A labyrinth is different than a maze. The purpose of a maze is to confuse and obfuscate, with numerous dead ends, twists and turns. But a labyrinth has only one path in and out. Its purpose, through the simple act of placing one foot in front of the other, is to clarify and enlighten. It is a guided meditative walk, taking the visitor first to its center and then back out again. I suppose it is a universal metaphor for our life’s journey and can provide the walker with an opportunity for reflection and thought.

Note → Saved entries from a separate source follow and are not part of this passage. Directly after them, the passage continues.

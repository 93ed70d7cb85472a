//! Client error types.

use std::sync::Arc;

use reqwest::StatusCode;
use thiserror::Error;

use crate::pipeline::RefreshFailure;

/// Client-wide result type.
pub type Result<T> = std::result::Result<T, ApiError>;

/// Errors surfaced to callers of the API client.
///
/// Authorization failures are resolved inside the pipeline whenever a refresh
/// is possible; only the outcomes below ever reach a facade caller.
#[derive(Debug, Error)]
pub enum ApiError {
    /// The server rejected a request that carried no access token.
    #[error("not authenticated - login required")]
    Unauthenticated,

    /// The refresh token was missing or rejected. The credential store has
    /// already been cleared when this is returned.
    #[error("session expired - login required")]
    SessionExpired,

    /// No response was received (connection failure or deadline exceeded).
    #[error("transport error: {source}")]
    Transport {
        #[from]
        source: reqwest::Error,
    },

    /// The refresh endpoint failed without rejecting the refresh token. The
    /// session is kept. Every request waiting on the same attempt receives
    /// the same failure.
    #[error("token refresh failed, session kept: {source}")]
    RefreshUnavailable { source: Arc<RefreshFailure> },

    /// Any other non-success status, passed through unchanged.
    #[error("server returned HTTP {status}: {message}")]
    Server { status: StatusCode, message: String },

    /// A success response whose body did not have the expected shape.
    #[error("failed to decode {context} response: {source}")]
    Decode {
        context: &'static str,
        #[source]
        source: serde_json::Error,
    },

    /// The credential store could not be written or cleared.
    #[error("credential store error: {0}")]
    Store(#[from] StoreError),

    /// The request could not be built (e.g. unjoinable path).
    #[error("invalid request: {0}")]
    InvalidRequest(String),
}

impl ApiError {
    pub fn server(status: StatusCode, message: impl Into<String>) -> Self {
        Self::Server {
            status,
            message: message.into(),
        }
    }

    pub fn decode(context: &'static str, source: serde_json::Error) -> Self {
        Self::Decode { context, source }
    }

    /// HTTP status carried by this error, if any.
    pub fn status(&self) -> Option<StatusCode> {
        match self {
            Self::Server { status, .. } => Some(*status),
            Self::Transport { source } => source.status(),
            Self::RefreshUnavailable { source } => match source.as_ref() {
                RefreshFailure::Server { status, .. } => Some(*status),
                _ => None,
            },
            _ => None,
        }
    }

    /// Whether this error is an authorization failure of any kind.
    pub fn is_auth_failure(&self) -> bool {
        match self {
            Self::Unauthenticated | Self::SessionExpired => true,
            Self::Server { status, .. } => *status == StatusCode::UNAUTHORIZED,
            _ => false,
        }
    }

    /// Check if the user has to log in again before retrying.
    pub fn requires_login(&self) -> bool {
        matches!(self, Self::Unauthenticated | Self::SessionExpired)
    }

    /// Check if this error is transient and the call may be retried later.
    pub fn is_transient(&self) -> bool {
        match self {
            Self::Transport { .. } | Self::RefreshUnavailable { .. } => true,
            Self::Server { status, .. } => {
                status.is_server_error() || *status == StatusCode::TOO_MANY_REQUESTS
            }
            _ => false,
        }
    }

    /// Build a [`ApiError::Server`] from a non-success response, pulling the
    /// human readable message out of the body when the server sent one.
    pub(crate) async fn from_response(response: reqwest::Response) -> Self {
        let status = response.status();
        let body = match response.text().await {
            Ok(body) => body,
            Err(source) => return Self::Transport { source },
        };
        Self::server(status, error_message(status, &body))
    }
}

/// Extract the error message from a response body.
///
/// Accepts `{"message": ..}` and `{"error": ..}` JSON bodies, falls back to
/// the raw text and finally to the canonical reason phrase.
pub(crate) fn error_message(status: StatusCode, body: &str) -> String {
    let trimmed = body.trim();
    if let Ok(value) = serde_json::from_str::<serde_json::Value>(trimmed) {
        for key in ["message", "error"] {
            if let Some(message) = value.get(key).and_then(|m| m.as_str()) {
                return message.to_string();
            }
        }
    }
    if !trimmed.is_empty() {
        return trimmed.to_string();
    }
    status
        .canonical_reason()
        .unwrap_or("unknown error")
        .to_string()
}

/// Errors raised by a credential store backend.
#[derive(Debug, Error)]
pub enum StoreError {
    #[error("IO error: {0}")]
    Io(#[from] std::io::Error),

    #[error("serialization error: {0}")]
    Serialization(#[from] serde_json::Error),

    #[error("failed to persist credentials: {0}")]
    Persist(#[from] tempfile::PersistError),

    #[error("refusing to store a credential record without both tokens")]
    IncompleteRecord,
}
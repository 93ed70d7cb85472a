//! Authenticated API client for the taskdesk task board.
//!
//! Every call goes through a single pipeline that attaches the stored access
//! token and, when the server answers `401`, exchanges the refresh token for a
//! new access token and retries the call once. Concurrent calls that hit the
//! same expired token share a single refresh.
//!
//! # Architecture
//!
//! - [`CredentialStore`]: durable access/refresh token and profile storage
//! - [`ApiClient`]: request pipeline plus refresh-and-retry
//! - [`RefreshCoordinator`]: single-flight refresh keyed by token generation
//! - [`SessionEvents`]: upward "session ended" signal for the UI layer
//! - [`api`]: per-resource facades (auth, tasks, chat, notifications)

pub mod api;
pub mod config;
pub mod credentials;
pub mod error;
pub mod events;
pub mod pipeline;

pub use api::TaskdeskClient;
pub use config::ClientConfig;
pub use credentials::{
    CredentialRecord, CredentialStore, FileCredentialStore, MemoryCredentialStore,
    PerformanceMetrics, UserProfile,
};
pub use error::{ApiError, Result, StoreError};
pub use events::{SessionEndReason, SessionEvent, SessionEvents};
pub use pipeline::{
    ApiClient, ApiRequest, AuthMode, HttpTokenRefresher, RefreshCoordinator, RefreshFailure,
    RefreshedTokens, TokenRefresher,
};
#[cfg(test)]
mod tests {
    use super::*;
    use crate::credentials::{CredentialRecord, MemoryCredentialStore, UserProfile};
    use std::sync::atomic::AtomicUsize;
    use std::time::Duration;

    /// Refresher that counts calls and answers after a short delay.
    struct FakeRefresher {
        calls: AtomicUsize,
        accept: bool,
        rotate: bool,
        /// Answer with a 503 instead of accepting or rejecting.
        unavailable: bool,
    }

    impl FakeRefresher {
        fn accepting() -> Self {
            Self {
                calls: AtomicUsize::new(0),
                accept: true,
                rotate: false,
                unavailable: false,
            }
        }

        fn unavailable() -> Self {
            Self {
                unavailable: true,
                ..Self::accepting()
            }
        }

        fn rejecting() -> Self {
            Self {
                accept: false,
                ..Self::accepting()
            }
        }

        fn calls(&self) -> usize {
            self.calls.load(Ordering::SeqCst)
        }
    }

    #[async_trait]
    impl TokenRefresher for FakeRefresher {
        async fn refresh(&self, refresh_token: &str) -> Result<RefreshedTokens, RefreshFailure> {
            let n = self.calls.fetch_add(1, Ordering::SeqCst) + 1;
            tokio::time::sleep(Duration::from_millis(20)).await;
            if self.unavailable {
                Err(RefreshFailure::Server {
                    status: StatusCode::SERVICE_UNAVAILABLE,
                    message: "Service Unavailable".to_string(),
                })
            } else if self.accept {
                Ok(RefreshedTokens {
                    access_token: format!("access-{n}"),
                    refresh_token: self.rotate.then(|| format!("{refresh_token}-next")),
                })
            } else {
                Err(RefreshFailure::Rejected {
                    status: StatusCode::UNAUTHORIZED,
                    message: "Invalid refresh token".to_string(),
                })
            }
        }
    }

    fn record() -> CredentialRecord {
        CredentialRecord::new(
            "access-0",
            "refresh-0",
            UserProfile {
                id: "1".to_string(),
                username: "admin".to_string(),
                name: String::new(),
                role: "admin".to_string(),
                performance: None,
            },
        )
    }

    fn coordinator(
        store: Arc<MemoryCredentialStore>,
        refresher: Arc<FakeRefresher>,
    ) -> (RefreshCoordinator, SessionEvents) {
        let events = SessionEvents::new();
        let coordinator = RefreshCoordinator::new(store, refresher, events.clone());
        (coordinator, events)
    }

    #[tokio::test]
    async fn test_refresh_replaces_access_token_only() {
        let store = Arc::new(MemoryCredentialStore::with_record(record()));
        let refresher = Arc::new(FakeRefresher::accepting());
        let (coordinator, _events) = coordinator(store.clone(), refresher.clone());

        coordinator.refresh(0).await.unwrap();

        let stored = store.read().unwrap();
        assert_eq!(stored.access_token, "access-1");
        assert_eq!(stored.refresh_token, "refresh-0");
        assert_eq!(stored.user, record().user);
        assert_eq!(coordinator.generation(), 1);
        assert_eq!(refresher.calls(), 1);
    }

    #[tokio::test]
    async fn test_rotated_refresh_token_is_stored() {
        let store = Arc::new(MemoryCredentialStore::with_record(record()));
        let refresher = Arc::new(FakeRefresher {
            rotate: true,
            ..FakeRefresher::accepting()
        });
        let (coordinator, _events) = coordinator(store.clone(), refresher);

        coordinator.refresh(0).await.unwrap();
        assert_eq!(store.read().unwrap().refresh_token, "refresh-0-next");
    }

    #[tokio::test]
    async fn test_concurrent_failures_share_one_refresh() {
        let store = Arc::new(MemoryCredentialStore::with_record(record()));
        let refresher = Arc::new(FakeRefresher::accepting());
        let (coordinator, _events) = coordinator(store.clone(), refresher.clone());

        let observed = coordinator.generation();
        let results =
            futures::future::join_all((0..8).map(|_| coordinator.refresh(observed))).await;

        assert!(results.iter().all(|r| r.is_ok()));
        assert_eq!(refresher.calls(), 1);
        assert_eq!(store.read().unwrap().access_token, "access-1");
    }

    #[tokio::test]
    async fn test_rejection_clears_store_and_signals_once() {
        let store = Arc::new(MemoryCredentialStore::with_record(record()));
        let refresher = Arc::new(FakeRefresher::rejecting());
        let (coordinator, events) = coordinator(store.clone(), refresher.clone());
        let mut rx = events.subscribe();

        let results = futures::future::join_all((0..5).map(|_| coordinator.refresh(0))).await;

        assert!(
            results
                .iter()
                .all(|r| matches!(r, Err(ApiError::SessionExpired)))
        );
        assert_eq!(refresher.calls(), 1);
        assert!(store.read().is_none());

        assert_eq!(
            rx.recv().await.unwrap(),
            SessionEvent::SessionEnded {
                reason: SessionEndReason::RefreshRejected
            }
        );
        assert!(rx.try_recv().is_err());
    }

    #[tokio::test]
    async fn test_missing_record_ends_session_without_refresh_call() {
        let store = Arc::new(MemoryCredentialStore::new());
        let refresher = Arc::new(FakeRefresher::accepting());
        let (coordinator, events) = coordinator(store, refresher.clone());
        let mut rx = events.subscribe();

        let result = coordinator.refresh(0).await;
        assert!(matches!(result, Err(ApiError::SessionExpired)));
        assert_eq!(refresher.calls(), 0);
        assert_eq!(
            rx.recv().await.unwrap(),
            SessionEvent::SessionEnded {
                reason: SessionEndReason::MissingRefreshToken
            }
        );
    }

    #[tokio::test]
    async fn test_stale_generation_skips_refresh() {
        let store = Arc::new(MemoryCredentialStore::with_record(record()));
        let refresher = Arc::new(FakeRefresher::accepting());
        let (coordinator, _events) = coordinator(store, refresher.clone());

        coordinator.begin_session();
        coordinator.refresh(0).await.unwrap();
        assert_eq!(refresher.calls(), 0);
    }

    #[tokio::test]
    async fn test_failed_refresh_is_shared_by_waiters() {
        let store = Arc::new(MemoryCredentialStore::with_record(record()));
        let refresher = Arc::new(FakeRefresher::unavailable());
        let (coordinator, events) = coordinator(store.clone(), refresher.clone());
        let mut rx = events.subscribe();

        let results = futures::future::join_all((0..5).map(|_| coordinator.refresh(0))).await;

        assert_eq!(refresher.calls(), 1);
        for result in &results {
            let err = result.as_ref().unwrap_err();
            assert!(matches!(err, ApiError::RefreshUnavailable { .. }));
            assert_eq!(err.status(), Some(StatusCode::SERVICE_UNAVAILABLE));
        }
        assert_eq!(coordinator.generation(), 0);
        assert_eq!(store.read(), Some(record()));
        assert!(rx.try_recv().is_err());
    }

    #[tokio::test]
    async fn test_later_failure_starts_a_new_attempt() {
        let store = Arc::new(MemoryCredentialStore::with_record(record()));
        let refresher = Arc::new(FakeRefresher::unavailable());
        let (coordinator, _events) = coordinator(store.clone(), refresher.clone());

        assert!(coordinator.refresh(0).await.is_err());
        assert!(coordinator.refresh(0).await.is_err());

        assert_eq!(refresher.calls(), 2);
        assert!(store.is_authenticated());
    }
}
//! Request pipeline and refresh coordination.

mod client;
mod refresh;
mod request;

pub use client::ApiClient;
pub use refresh::{
    HttpTokenRefresher, REFRESH_PATH, RefreshCoordinator, RefreshFailure, RefreshedTokens,
    TokenRefresher,
};
pub use request::{ApiRequest, AuthMode};
pub(crate) use request::path_segment;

Anyone can walk for any reason. To walk a labyrinth does not demand a great amount of preparation or concentration to benefit from the experience. Just walking an intricate path can help focus the mind. To the visitor this means a quieting of our almost constant inner buzzing. This does not just happen. But walking a labyrinth can help to distinguish between what’s really important and what’s not. This is often easier to do when the whole body is moving.

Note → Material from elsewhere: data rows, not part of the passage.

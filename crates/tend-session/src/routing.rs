//! Routing of host output to sessions.

use tend_core::SessionId;
use tend_transport::IncomingData;

use crate::registry::SessionRegistry;

/// Where a piece of host output should go.
#[derive(Debug, Clone, Copy, PartialEq, Eq)]
pub enum Route {
    /// Deliver to this session
    Session(SessionId),
    /// Addressed to a session that is not live; drop
    Unknown(SessionId),
    /// Untagged output with several live sessions; drop and report
    Ambiguous {
        /// Number of live sessions
        live: usize,
    },
    /// Untagged output with no live session; drop
    NoTarget,
    /// Untagged output while legacy routing is turned off; drop
    LegacyDisabled,
}

/// Decide which session receives `data`.
///
/// Untagged output goes to the only live session when exactly one exists.
pub fn route_data(registry: &SessionRegistry, data: &IncomingData, accept_legacy: bool) -> Route {
    match data {
        IncomingData::Addressed { id, .. } => {
            if registry.contains(*id) {
                Route::Session(*id)
            } else {
                Route::Unknown(*id)
            }
        }
        IncomingData::Legacy { .. } if !accept_legacy => Route::LegacyDisabled,
        IncomingData::Legacy { .. } => match registry.live_ids().as_slice() {
            [] => Route::NoTarget,
            [only] => Route::Session(*only),
            live => Route::Ambiguous { live: live.len() },
        },
    }
}
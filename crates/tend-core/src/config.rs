//! Configuration types for Tend.

use serde::{Deserialize, Serialize};
use std::collections::HashSet;
use std::path::Path;
use std::time::Duration;

use crate::{Dimensions, Error};

/// Application configuration loaded from a YAML file.
#[derive(Debug, Clone, Serialize, Deserialize, Default)]
#[serde(default)]
pub struct AppConfig {
    /// Shell process settings
    pub shell: ShellSettings,
    /// Host supervisor process settings
    pub host: HostSettings,
    /// Terminal pane settings
    pub terminal: TerminalSettings,
    /// Transport settings
    pub transport: TransportSettings,
    /// Pages that can hold terminals
    pub pages: Pages,
}

impl AppConfig {
    /// Load configuration from a YAML file.
    pub fn from_file<P: AsRef<Path>>(path: P) -> crate::Result<Self> {
        let content = std::fs::read_to_string(path)?;
        Self::from_yaml(&content)
    }

    /// Parse configuration from YAML string.
    pub fn from_yaml(yaml: &str) -> crate::Result<Self> {
        let config: AppConfig =
            serde_yaml::from_str(yaml).map_err(|e| Error::Config(e.to_string()))?;
        config.validate()?;
        Ok(config)
    }

    /// Validate configuration values.
    pub fn validate(&self) -> crate::Result<()> {
        if self.host.command.trim().is_empty() {
            return Err(Error::Config("host.command cannot be empty".to_string()));
        }

        if self.terminal.cols == 0 || self.terminal.rows == 0 {
            return Err(Error::Config("terminal dimensions must be > 0".to_string()));
        }

        if self.terminal.scrollback_lines == 0 {
            return Err(Error::Config(
                "terminal.scrollback_lines must be > 0".to_string(),
            ));
        }

        let mut seen = HashSet::new();
        for (i, page) in self.pages.0.iter().enumerate() {
            page.validate(i)?;
            if !seen.insert(page.key.as_str()) {
                return Err(Error::Config(format!(
                    "duplicate page key '{}'",
                    page.key
                )));
            }
        }

        Ok(())
    }
}

/// Shell process settings.
#[derive(Debug, Clone, Serialize, Deserialize)]
#[serde(default)]
pub struct ShellSettings {
    /// Log level (trace, debug, info, warn, error)
    pub log_level: String,
}

impl Default for ShellSettings {
    fn default() -> Self {
        Self {
            log_level: "info".to_string(),
        }
    }
}

/// Host supervisor settings.
///
/// The host is an external program speaking the JSON-lines protocol on its
/// stdin and stdout.
#[derive(Debug, Clone, Serialize, Deserialize)]
#[serde(default)]
pub struct HostSettings {
    /// Host executable
    pub command: String,
    /// Host arguments
    pub args: Vec<String>,
}

impl Default for HostSettings {
    fn default() -> Self {
        Self {
            command: "tend-host".to_string(),
            args: vec![],
        }
    }
}

/// Terminal pane settings.
#[derive(Debug, Clone, Serialize, Deserialize)]
#[serde(default)]
pub struct TerminalSettings {
    /// Initial columns of a new pane
    pub cols: u16,
    /// Initial rows of a new pane
    pub rows: u16,
    /// Scrollback buffer lines
    pub scrollback_lines: usize,
    /// How long a session may wait for the host to acknowledge it (0 = forever)
    pub spawn_timeout_ms: u64,
}

impl TerminalSettings {
    /// Initial pane dimensions.
    pub fn dimensions(&self) -> Dimensions {
        Dimensions::new(self.rows, self.cols)
    }

    /// Spawn acknowledgement deadline, if any.
    pub fn spawn_timeout(&self) -> Option<Duration> {
        (self.spawn_timeout_ms > 0).then(|| Duration::from_millis(self.spawn_timeout_ms))
    }
}

impl Default for TerminalSettings {
    fn default() -> Self {
        Self {
            cols: 80,
            rows: 30,
            scrollback_lines: 1000,
            spawn_timeout_ms: 0,
        }
    }
}

/// Transport settings.
#[derive(Debug, Clone, Serialize, Deserialize)]
#[serde(default)]
pub struct TransportSettings {
    /// Route `data` messages without a session id to the sole live session
    pub accept_legacy_data: bool,
}

impl Default for TransportSettings {
    fn default() -> Self {
        Self {
            accept_legacy_data: true,
        }
    }
}

/// A page that can hold terminals.
#[derive(Debug, Clone, Serialize, Deserialize)]
pub struct PageConfig {
    /// Page key used by the sidebar
    pub key: String,
    /// Name shown in tab labels
    pub name: String,
}

impl PageConfig {
    /// Create a page entry.
    pub fn new(key: &str, name: &str) -> Self {
        Self {
            key: key.to_string(),
            name: name.to_string(),
        }
    }

    /// Built-in pages.
    pub fn defaults() -> Vec<PageConfig> {
        vec![
            PageConfig::new("terminals", "Terminal"),
            PageConfig::new("files", "File Explorer"),
            PageConfig::new("git", "Git"),
            PageConfig::new("calculator", "Calculator"),
            PageConfig::new("converter", "Converter"),
            PageConfig::new("generator", "Generator"),
        ]
    }

    fn validate(&self, index: usize) -> crate::Result<()> {
        if self.key.trim().is_empty() {
            return Err(Error::Config(format!("pages[{index}].key cannot be empty")));
        }
        if self.name.trim().is_empty() {
            return Err(Error::Config(format!(
                "page '{}' name cannot be empty",
                self.key
            )));
        }
        Ok(())
    }
}

/// Configured page list; defaults to the built-in pages.
#[derive(Debug, Clone, Serialize, Deserialize)]
#[serde(transparent)]
pub struct Pages(pub Vec<PageConfig>);

impl Default for Pages {
    fn default() -> Self {
        Self(PageConfig::defaults())
    }
}

impl std::ops::Deref for Pages {
    type Target = [PageConfig];

    fn deref(&self) -> &Self::Target {
        &self.0
    }
}
//! # tend-transport
//!
//! The message channel between the UI process and the host process.
//!
//! This crate provides:
//! - The wire message catalog (`create`, `keystroke`, `remove`, `resize`,
//!   `ready`, `data`, `exited`) and its JSON-lines encoding
//! - An in-process channel pair for embedding and tests
//! - A bridge from any async byte stream (child stdio, sockets) to the channel
//! - JSON Schema export of the wire contract
//!
//! Delivery is FIFO and at-most-once: a dropped connection loses in-flight
//! messages and nothing is retried here.
//!
//! ## Architecture
//!
//! This is Layer 1 in the architecture - it depends only on tend-core.

#![warn(missing_docs)]
#![warn(clippy::all)]

pub mod channel;
pub mod message;
pub mod schema;
pub mod stream;

// Re-export commonly used types
pub use channel::{channel_pair, Endpoint, HostEndpoint, Sender, UiEndpoint, UiSender};
pub use message::{HostToUi, IncomingData, UiToHost, WireMessage};
pub use schema::protocol_schema;
pub use stream::{connect_host, connect_ui};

The poet Rumi put it well when he wrote:


The mystery cannot by answered
by repeating the question,
nor can it be bought by going to amazing places.
Only until I have silenced the eyes
and stilled the heart.
Only then can I
begin to cross over from confusion.


Over the years I have seen amazing things within the taped floor of our hall. In a small town the confluence of people that attend can be quite “familiar”. One year, within the labyrinth at the same time, was my wife, my two step-kids, her ex-husband, his two other kids, his business partner, his business partner’s ex-wife and daughter and everyone’s therapist! And no one seemed to mind one bit. It was like watching one of those mechanical solar system devices, where each “planet” revolves at a different speed, yet all of them are still connected in some way. Each was attending for their own reasons, and each experience was different. But together, they represented the unseen linkage that is felt within a small community.

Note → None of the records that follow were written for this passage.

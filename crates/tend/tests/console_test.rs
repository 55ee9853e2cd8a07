//! Integration tests for the console loop against an in-process host.

use tend::{run, Command, Console, Step};
use tend_core::{AppConfig, PageKey};
use tend_transport::{channel_pair, HostToUi, IncomingData, UiToHost};

#[test]
fn test_console_commands() {
    let (ui, mut host) = channel_pair();
    let mut console = Console::new(&AppConfig::default(), &ui);
    assert_eq!(console.page(), &PageKey::from("terminals"));

    let step = console.execute(Command::New).unwrap();
    assert_eq!(step, Step::Continue("Added Terminal 1".to_string()));
    console.execute(Command::New).unwrap();

    let Some(UiToHost::Create { id: first }) = host.try_recv() else {
        panic!("expected create");
    };
    let Some(UiToHost::Create { id: second }) = host.try_recv() else {
        panic!("expected create");
    };

    // Typing before the host acknowledged the process is refused
    assert!(console.execute(Command::Type("ls".to_string())).is_err());

    console.handle_host_message(HostToUi::Ready { id: second });
    console
        .execute(Command::Type("echo hi".to_string()))
        .unwrap();
    console.execute(Command::Enter).unwrap();
    assert_eq!(
        host.drain(),
        vec![
            UiToHost::Keystroke {
                id: second,
                bytes: "echo hi".to_string()
            },
            UiToHost::Keystroke {
                id: second,
                bytes: "\r".to_string()
            },
        ]
    );

    console.handle_host_message(HostToUi::Data(IncomingData::Addressed {
        id: second,
        bytes: "hi\r\n$ ".to_string(),
    }));
    let Step::Continue(screen) = console.execute(Command::Screen).unwrap() else {
        panic!("expected output");
    };
    assert!(screen.ends_with("hi\n$"));

    let Step::Continue(list) = console.execute(Command::List).unwrap() else {
        panic!("expected output");
    };
    assert_eq!(list, "  1 Terminal 1 [starting]\n* 2 Terminal 2 [ready]");

    let step = console.execute(Command::Tab(1)).unwrap();
    assert_eq!(step, Step::Continue("Switched to Terminal 1".to_string()));
    assert!(console.execute(Command::Tab(9)).is_err());

    console.execute(Command::Close(None)).unwrap();
    assert_eq!(host.drain(), vec![UiToHost::Remove { id: first }]);
    assert_eq!(console.workspace().sessions_for_page(console.page()).len(), 1);

    assert_eq!(console.execute(Command::Quit).unwrap(), Step::Quit);
}

#[test]
fn test_page_switch() {
    let (ui, _host) = channel_pair();
    let mut console = Console::new(&AppConfig::default(), &ui);

    let step = console
        .execute(Command::Page(PageKey::from("files")))
        .unwrap();
    assert_eq!(step, Step::Continue("File Explorer (0 tabs)".to_string()));
    assert_eq!(
        console.execute(Command::New).unwrap(),
        Step::Continue("Added File Explorer 1".to_string())
    );
    assert!(console.execute(Command::Close(Some(2))).is_err());
}

#[tokio::test]
async fn test_run_until_quit() {
    let (mut ui, mut host) = channel_pair();
    let mut console = Console::new(&AppConfig::default(), &ui);
    let input: &[u8] = b"new\nlist\nbogus\n\nquit\nnew\n";
    let mut output = Vec::new();

    run(&mut console, &mut ui, input, &mut output).await.unwrap();

    let text = String::from_utf8(output).unwrap();
    assert!(text.contains("Added Terminal 1"));
    assert!(text.contains("* 1 Terminal 1 [starting]"));
    assert!(text.contains("error: unknown command 'bogus'"));
    assert!(!text.contains("Terminal 2"));

    let messages = host.drain();
    assert_eq!(messages.len(), 2);
    assert!(matches!(messages[0], UiToHost::Create { .. }));
    assert!(matches!(messages[1], UiToHost::Remove { .. }));
    assert!(console.workspace().registry().is_empty());
}

#[tokio::test]
async fn test_run_stops_when_host_goes_away() {
    let (mut ui, host) = channel_pair();
    let mut console = Console::new(&AppConfig::default(), &ui);
    drop(host);

    // Input never ends; the closed transport ends the loop
    let (_keep_open, input) = tokio::io::duplex(64);
    let input = tokio::io::BufReader::new(input);
    run(&mut console, &mut ui, input, tokio::io::sink())
        .await
        .unwrap();
}

#[tokio::test]
async fn test_run_closes_sessions_when_input_fails() {
    let (mut ui, mut host) = channel_pair();
    let mut console = Console::new(&AppConfig::default(), &ui);
    let input: &[u8] = b"new\n\xff\xfe\n";

    let result = run(&mut console, &mut ui, input, tokio::io::sink()).await;
    assert!(result.is_err());

    let messages = host.drain();
    assert_eq!(messages.len(), 2);
    assert!(matches!(messages[0], UiToHost::Create { .. }));
    assert!(matches!(messages[1], UiToHost::Remove { .. }));
    assert!(console.workspace().registry().is_empty());
}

Sometimes the impact is stunning but difficult to fathom. For instance, almost every year a photographer comes to shoot the labyrinth. While we post signs requesting sensitivity to the “sacredness” of the event this does not dissuade her from shooting endless flash photos (until stopped) or wearing shoes to walk while everyone else has removed theirs as requested. You would look at this woman and assume she was insensitive, clueless or lost. Yet when she gets to the middle of the labyrinth, a place for many of contemplation and thought, she stands there for 30 minutes with tears streaming down her face, her eyes raised in splendor and profound emotion. Go figure. She blows my mind every time.

I think the great learning I take from the labyrinth is the annual reminder that each of us walks the same path in a different way. There’s the senior adult who dances the labyrinth or the young mother who walks with her one-year old baby, the infant continually waving. Or the bent and wrinkled woman with a walker, moving at an incredibly slow pace. There are those who race along, and those who move as slowly as a three-legged turtle. Some smile to each they pass, and some are inwardly focused, eyes down and reflective.

The labyrinth is the perfect metaphor for the notion that no matter how we get to the center, it will be the same for us all. The only choice we have in the journey is the thoughts we carry, the energy we bring, the focus of our attention and the balance we maintain between our outer speed and inner our reflection. After that, it’s all just some tape on a dusty floor.